# TASK DESCRIPTION
Every line in the listing below from the one with "let mut border_style" through the one with "highlight, title_style, hit_style));" is to be reproduced exactly, both ends included; leave out the rest.

# DATA FOR REVIEW

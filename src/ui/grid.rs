use std::time::Instant;

use ratatui::layout::{Alignment, Rect};
use ratatui::style::{Modifier, Style};
use ratatui::text::{Line, Span};
use ratatui::widgets::{Block, Borders, Clear, Paragraph, Wrap};
use ratatui::Frame;
use regex::Regex;
use unicode_width::UnicodeWidthStr;

use crate::animation::{EntranceTracker, ScaleAlpha};
use crate::app::dialogs::display_title;
use crate::app::format::format_card_date;
use crate::config::Theme;
use crate::highlight::{build_highlight_regex, split_matches};
use crate::storage::Note;

use super::RenderContext;

/// Scroll position of the grid, kept across frames like a list state.
#[derive(Debug, Clone, Default)]
pub struct GridState {
    pub scroll: u16,
    /// Layout of the last drawn frame, indexed like the visible notes.
    pub slots: Vec<CardSlot>,
}

impl GridState {
    /// Index of the card directly above (`step < 0`) or below the card at
    /// `index` in the same column, using the last drawn layout.
    pub fn vertical_neighbor(&self, index: usize, step: isize) -> Option<usize> {
        let current = self.slots.get(index)?;
        let same_column = self
            .slots
            .iter()
            .enumerate()
            .filter(|(_, slot)| slot.column == current.column);
        if step < 0 {
            same_column
                .filter(|(_, slot)| slot.top < current.top)
                .max_by_key(|(_, slot)| slot.top)
                .map(|(idx, _)| idx)
        } else {
            same_column
                .filter(|(_, slot)| slot.top > current.top)
                .min_by_key(|(_, slot)| slot.top)
                .map(|(idx, _)| idx)
        }
    }
}

#[derive(Debug, Clone, Copy, PartialEq, Eq)]
pub struct CardSlot {
    pub column: usize,
    pub top: u16,
    pub height: u16,
}

/// Masonry placement: each card goes into the currently shortest column.
pub fn layout_staggered(heights: &[u16], columns: usize) -> Vec<CardSlot> {
    let columns = columns.max(1);
    let mut column_heights = vec![0u16; columns];
    heights
        .iter()
        .map(|&height| {
            let (column, top) = column_heights
                .iter()
                .copied()
                .enumerate()
                .min_by_key(|&(idx, h)| (h, idx))
                .unwrap_or((0, 0));
            column_heights[column] = top.saturating_add(height);
            CardSlot {
                column,
                top,
                height,
            }
        })
        .collect()
}

/// Borders, title and date rows plus wrapped content, capped at
/// `preview_lines`.
pub fn card_height(note: &Note, inner_width: u16, preview_lines: u16) -> u16 {
    let width = usize::from(inner_width.max(1));
    let mut content_rows = 0usize;
    for line in note.content.lines() {
        let cols = UnicodeWidthStr::width(line);
        content_rows += cols.div_ceil(width).max(1);
        if content_rows >= usize::from(preview_lines) {
            break;
        }
    }
    let content_rows = content_rows.min(usize::from(preview_lines)) as u16;
    4 + content_rows
}

fn scale_rect(rect: Rect, scale: f32) -> Rect {
    let scale = scale.clamp(0.0, 1.0);
    let width = ((f32::from(rect.width) * scale).round() as u16).clamp(1, rect.width.max(1));
    let height = ((f32::from(rect.height) * scale).round() as u16).clamp(1, rect.height.max(1));
    Rect {
        x: rect.x + (rect.width - width) / 2,
        y: rect.y + (rect.height - height) / 2,
        width,
        height,
    }
}

pub fn draw_grid(
    frame: &mut Frame,
    area: Rect,
    ctx: &RenderContext,
    grid: &mut GridState,
    tracker: &mut EntranceTracker,
) {
    grid.slots.clear();
    let notes = ctx.state.visible_notes();
    if notes.is_empty() {
        tracker.sync_visible(&[], ctx.now);
        let message = if ctx.state.search.query.is_empty() {
            "No notes yet. Press 'a' to write one."
        } else {
            "No notes match your search."
        };
        let empty = Paragraph::new(Line::from(Span::styled(
            message,
            Style::default().fg(ctx.theme.muted),
        )))
        .alignment(Alignment::Center);
        frame.render_widget(empty, area);
        return;
    }

    let columns = ctx.config.grid.columns.max(1);
    let column_width = area.width / columns as u16;
    if column_width < 4 || area.height < 4 {
        return;
    }
    let heights: Vec<u16> = notes
        .iter()
        .map(|note| card_height(note, column_width - 2, ctx.config.grid.preview_lines))
        .collect();
    let slots = layout_staggered(&heights, columns);

    if let Some(slot) = slots.get(ctx.state.cursor()) {
        keep_in_view(grid, slot, area.height);
    }

    let on_screen: Vec<(usize, VisibleSpan)> = slots
        .iter()
        .enumerate()
        .filter_map(|(idx, slot)| {
            clip_slot(slot, grid.scroll, area.height).map(|span| (idx, span))
        })
        .collect();
    let ids: Vec<i64> = on_screen.iter().map(|(idx, _)| notes[*idx].id).collect();
    tracker.sync_visible(&ids, ctx.now);
    grid.slots = slots;

    let highlight = build_highlight_regex(&ctx.state.search_terms());
    for (idx, span) in on_screen {
        let note = notes[idx];
        let rect = Rect {
            x: area.x + grid.slots[idx].column as u16 * column_width,
            y: area.y + span.offset,
            width: column_width,
            height: span.height,
        };
        let animated = tracker.sample(note.id, ctx.now);
        draw_card(
            frame,
            rect,
            span.skipped,
            note,
            idx == ctx.state.cursor(),
            animated,
            ctx.theme,
            highlight.as_ref(),
        );
    }
}

/// The part of a card inside the viewport.
#[derive(Debug, Clone, Copy, PartialEq, Eq)]
struct VisibleSpan {
    /// Rows from the top of the viewport.
    offset: u16,
    height: u16,
    /// Card rows scrolled off above the viewport.
    skipped: u16,
}

fn clip_slot(slot: &CardSlot, scroll: u16, viewport: u16) -> Option<VisibleSpan> {
    let bottom = scroll.saturating_add(viewport);
    let end = slot.top.saturating_add(slot.height);
    if end <= scroll || slot.top >= bottom {
        return None;
    }
    let top = slot.top.max(scroll);
    Some(VisibleSpan {
        offset: top - scroll,
        height: end.min(bottom) - top,
        skipped: top - slot.top,
    })
}

fn keep_in_view(grid: &mut GridState, slot: &CardSlot, viewport: u16) {
    if slot.top < grid.scroll {
        grid.scroll = slot.top;
    } else if slot.top + slot.height > grid.scroll + viewport {
        grid.scroll = (slot.top + slot.height).saturating_sub(viewport).min(slot.top);
    }
}

#[allow(clippy::too_many_arguments)]
fn draw_card(
    frame: &mut Frame,
    rect: Rect,
    skipped: u16,
    note: &Note,
    focused: bool,
    animated: ScaleAlpha,
    theme: &Theme,
    highlight: Option<&Regex>,
) {
    let area = scale_rect(rect, animated.scale);
    let fade = |color| theme.fade(color, animated.alpha);

    let border = if focused {
        theme.accent
    } else if note.selected {
        theme.selected
    } else if note.pinned {
        theme.pinned
    } else {
        theme.border
    };
    let mut border_style = Style::default().fg(fade(border));
    if focused || note.selected {
        border_style = border_style.add_modifier(Modifier::BOLD);
    }

    let mut marker = String::new();
    if note.selected {
        marker.push_str("✓ ");
    }
    if note.pinned {
        marker.push_str("📌 ");
    }

    let title_style = Style::default()
        .fg(fade(theme.text))
        .add_modifier(Modifier::BOLD);
    let hit_style = Style::default()
        .fg(fade(theme.highlight))
        .add_modifier(Modifier::BOLD | Modifier::UNDERLINED);

    let mut title_spans = vec![Span::styled(marker, Style::default().fg(fade(theme.pinned)))];
    title_spans.extend(highlighted(display_title(note), highlight, title_style, hit_style));

    let mut lines = vec![
        Line::from(title_spans),
        Line::from(Span::styled(
            format_card_date(note.last_modified),
            Style::default().fg(fade(theme.muted)),
        )),
    ];
    let body_style = Style::default().fg(fade(theme.text));
    for line in note.content.lines() {
        lines.push(Line::from(highlighted(line, highlight, body_style, hit_style)));
    }

    frame.render_widget(Clear, area);
    let card = Paragraph::new(lines)
        .block(
            Block::default()
                .borders(Borders::ALL)
                .border_style(border_style),
        )
        .wrap(Wrap { trim: false })
        .scroll((skipped, 0));
    frame.render_widget(card, area);
}

fn highlighted(
    text: &str,
    regex: Option<&Regex>,
    base: Style,
    hit: Style,
) -> Vec<Span<'static>> {
    split_matches(text, regex)
        .into_iter()
        .map(|(piece, is_hit)| Span::styled(piece.to_string(), if is_hit { hit } else { base }))
        .collect()
}

#[cfg(test)]
mod tests {
    use super::*;

    #[test]
    fn cards_fill_the_shortest_column() {
        let slots = layout_staggered(&[6, 4, 3, 5], 2);
        assert_eq!(
            slots,
            vec![
                CardSlot { column: 0, top: 0, height: 6 },
                CardSlot { column: 1, top: 0, height: 4 },
                CardSlot { column: 1, top: 4, height: 3 },
                CardSlot { column: 0, top: 6, height: 5 },
            ]
        );
    }

    #[test]
    fn card_height_caps_preview_and_counts_wrapping() {
        let short = Note::new(1, "t", "one line");
        assert_eq!(card_height(&short, 20, 6), 5);

        let wrapped = Note::new(2, "t", &"x".repeat(45));
        assert_eq!(card_height(&wrapped, 20, 6), 7);

        let long = Note::new(3, "t", &"line\n".repeat(30));
        assert_eq!(card_height(&long, 20, 6), 10);

        let empty = Note::new(4, "t", "");
        assert_eq!(card_height(&empty, 20, 6), 4);
    }

    #[test]
    fn scaling_shrinks_around_the_centre() {
        let rect = Rect::new(10, 10, 20, 10);
        assert_eq!(scale_rect(rect, 1.0), rect);
        assert_eq!(scale_rect(rect, 0.5), Rect::new(15, 12, 10, 5));
        assert_eq!(scale_rect(rect, 0.0).width, 1);
    }

    #[test]
    fn scrolling_follows_the_cursor_card() {
        let mut grid = GridState::default();
        keep_in_view(&mut grid, &CardSlot { column: 0, top: 20, height: 6 }, 10);
        assert_eq!(grid.scroll, 16);
        keep_in_view(&mut grid, &CardSlot { column: 1, top: 3, height: 6 }, 10);
        assert_eq!(grid.scroll, 3);
    }

    #[test]
    fn cards_partly_above_the_viewport_stay_visible() {
        let slot = CardSlot { column: 1, top: 4, height: 8 };
        assert_eq!(
            clip_slot(&slot, 7, 10),
            Some(VisibleSpan { offset: 0, height: 5, skipped: 3 })
        );
        assert_eq!(
            clip_slot(&slot, 0, 10),
            Some(VisibleSpan { offset: 4, height: 6, skipped: 0 })
        );
        assert_eq!(clip_slot(&slot, 12, 10), None);
        assert_eq!(clip_slot(&slot, 0, 4), None);
    }

    #[test]
    fn vertical_moves_stay_in_the_same_column() {
        let grid = GridState {
            scroll: 0,
            slots: layout_staggered(&[6, 4, 3, 5], 2),
        };
        assert_eq!(grid.vertical_neighbor(0, 1), Some(3));
        assert_eq!(grid.vertical_neighbor(3, -1), Some(0));
        assert_eq!(grid.vertical_neighbor(1, 1), Some(2));
        assert_eq!(grid.vertical_neighbor(2, 1), None);
        assert_eq!(grid.vertical_neighbor(1, -1), None);
        assert_eq!(GridState::default().vertical_neighbor(0, 1), None);
    }
}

# OUTPUT
    let mut border_style = Style::default().fg(fade(border));
    if focused || note.selected {
        border_style = border_style.add_modifier(Modifier::BOLD);
    }

    let mut marker = String::new();
    if note.selected {
        marker.push_str("✓ ");
    }
    if note.pinned {
        marker.push_str("📌 ");
    }

    let title_style = Style::default()
        .fg(fade(theme.text))
        .add_modifier(Modifier::BOLD);
    let hit_style = Style::default()
        .fg(fade(theme.highlight))
        .add_modifier(Modifier::BOLD | Modifier::UNDERLINED);

    let mut title_spans = vec![Span::styled(marker, Style::default().fg(fade(theme.pinned)))];
    title_spans.extend(highlighted(display_title(note), highlight, title_style, hit_style));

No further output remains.